(Stored items)
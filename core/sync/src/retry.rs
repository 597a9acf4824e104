//! Retry policy with capped exponential backoff.
//!
//! The policy is pure: it decides from a record's retry bookkeeping and the
//! current time whether a drain may submit the record again.

use chrono::{DateTime, Utc};
use serde::{Deserialize, Serialize};
use std::time::Duration;

/// Configuration for retry behavior.
#[derive(Debug, Clone, PartialEq, Serialize, Deserialize)]
#[serde(default)]
pub struct RetryConfig {
    /// Failed attempts after which a record is abandoned.
    pub max_retries: u32,
    /// Delay imposed after the first failure.
    pub initial_delay: Duration,
    /// Maximum delay (cap for exponential growth).
    pub max_delay: Duration,
    /// Multiplier for exponential backoff.
    pub backoff_multiplier: f64,
}

impl RetryConfig {
    /// Create a new retry configuration.
    pub fn new(max_retries: u32) -> Self {
        Self {
            max_retries,
            initial_delay: Duration::from_secs(1),
            max_delay: Duration::from_secs(60),
            backoff_multiplier: 2.0,
        }
    }

    /// Set initial delay.
    pub fn with_initial_delay(mut self, delay: Duration) -> Self {
        self.initial_delay = delay;
        self
    }

    /// Set maximum delay.
    pub fn with_max_delay(mut self, delay: Duration) -> Self {
        self.max_delay = delay;
        self
    }

    /// Set backoff multiplier.
    pub fn with_backoff_multiplier(mut self, multiplier: f64) -> Self {
        self.backoff_multiplier = multiplier;
        self
    }

    /// Calculate delay for a given retry count.
    pub fn delay_for_attempt(&self, attempt: u32) -> Duration {
        // Past 64 doublings every sane config is at its cap already.
        let exponent = attempt.min(64) as i32;
        let base_delay =
            self.initial_delay.as_millis() as f64 * self.backoff_multiplier.powi(exponent);

        let capped_delay = base_delay.min(self.max_delay.as_millis() as f64);
        Duration::from_millis(capped_delay as u64)
    }
}

impl Default for RetryConfig {
    fn default() -> Self {
        Self::new(10)
    }
}

/// Decides when a failed mutation may be submitted again.
#[derive(Debug, Clone, Default)]
pub struct RetryPolicy {
    config: RetryConfig,
}

impl RetryPolicy {
    pub fn new(config: RetryConfig) -> Self {
        Self { config }
    }

    /// Get the retry configuration.
    pub fn config(&self) -> &RetryConfig {
        &self.config
    }

    /// Delay required after the last attempt before the next one.
    ///
    /// With defaults: `min(1000 * 2^n, 60000)` milliseconds.
    pub fn backoff(&self, retry_count: u32) -> Duration {
        self.config.delay_for_attempt(retry_count)
    }

    /// Whether the record has used up its attempts.
    pub fn is_exhausted(&self, retry_count: u32) -> bool {
        retry_count >= self.config.max_retries
    }

    /// Whether a record may be submitted at `now`.
    ///
    /// - Never eligible once exhausted
    /// - Eligible immediately if never attempted
    /// - Otherwise eligible once `backoff(retry_count)` has elapsed since the
    ///   last attempt
    pub fn eligible(
        &self,
        retry_count: u32,
        last_attempt_at: Option<DateTime<Utc>>,
        now: DateTime<Utc>,
    ) -> bool {
        match self.next_attempt_at(retry_count, last_attempt_at) {
            Some(at) => now >= at,
            None => false,
        }
    }

    /// Earliest time the record may be submitted, or `None` if it never will.
    pub fn next_attempt_at(
        &self,
        retry_count: u32,
        last_attempt_at: Option<DateTime<Utc>>,
    ) -> Option<DateTime<Utc>> {
        if self.is_exhausted(retry_count) {
            return None;
        }
        let Some(last) = last_attempt_at else {
            return Some(DateTime::<Utc>::MIN_UTC);
        };
        let backoff = chrono::Duration::from_std(self.backoff(retry_count)).ok()?;
        last.checked_add_signed(backoff)
    }
}

#[cfg(test)]
mod tests {
    use super::*;
    use proptest::prelude::*;

    fn ms(n: u64) -> Duration {
        Duration::from_millis(n)
    }

    #[test]
    fn test_default_backoff_schedule() {
        let policy = RetryPolicy::default();
        let expected = [1000, 2000, 4000, 8000, 16000, 32000, 60000, 60000];
        for (n, want) in expected.iter().enumerate() {
            assert_eq!(policy.backoff(n as u32), ms(*want), "retry_count {}", n);
        }
    }

    #[test]
    fn test_max_delay_cap() {
        let config = RetryConfig::new(10)
            .with_initial_delay(Duration::from_secs(1))
            .with_max_delay(Duration::from_secs(10))
            .with_backoff_multiplier(10.0);

        // 1 * 10^5 = 100000 seconds, but should be capped at 10
        assert_eq!(config.delay_for_attempt(5), Duration::from_secs(10));
    }

    #[test]
    fn test_never_attempted_is_eligible() {
        let policy = RetryPolicy::default();
        assert!(policy.eligible(0, None, Utc::now()));
    }

    #[test]
    fn test_ineligible_until_backoff_elapses() {
        let policy = RetryPolicy::default();
        let last = Utc::now();

        // One failure recorded: backoff(1) = 2s.
        assert!(!policy.eligible(1, Some(last), last));
        assert!(!policy.eligible(1, Some(last), last + chrono::Duration::milliseconds(1999)));
        assert!(policy.eligible(1, Some(last), last + chrono::Duration::milliseconds(2000)));
    }

    #[test]
    fn test_exhausted_is_never_eligible() {
        let policy = RetryPolicy::default();
        let long_ago = Utc::now() - chrono::Duration::days(365);

        assert!(policy.eligible(9, Some(long_ago), Utc::now()));
        assert!(!policy.eligible(10, Some(long_ago), Utc::now()));
        assert!(!policy.eligible(10, None, Utc::now()));
        assert!(policy.next_attempt_at(11, None).is_none());
    }

    proptest! {
        #[test]
        fn prop_backoff_non_decreasing_and_capped(n in 0u32..10_000) {
            let policy = RetryPolicy::default();
            prop_assert!(policy.backoff(n) <= policy.backoff(n + 1));
            prop_assert!(policy.backoff(n) <= ms(60_000));
            if n >= 6 {
                prop_assert_eq!(policy.backoff(n), ms(60_000));
            }
        }
    }
}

WORK TASK:
Whenever the string "Deserialize" shows up in a line of the entries, copy that line.

SOLUTION TO THE EXERCISE:
use serde::{Deserialize, Serialize};
#[derive(Debug, Clone, PartialEq, Serialize, Deserialize)]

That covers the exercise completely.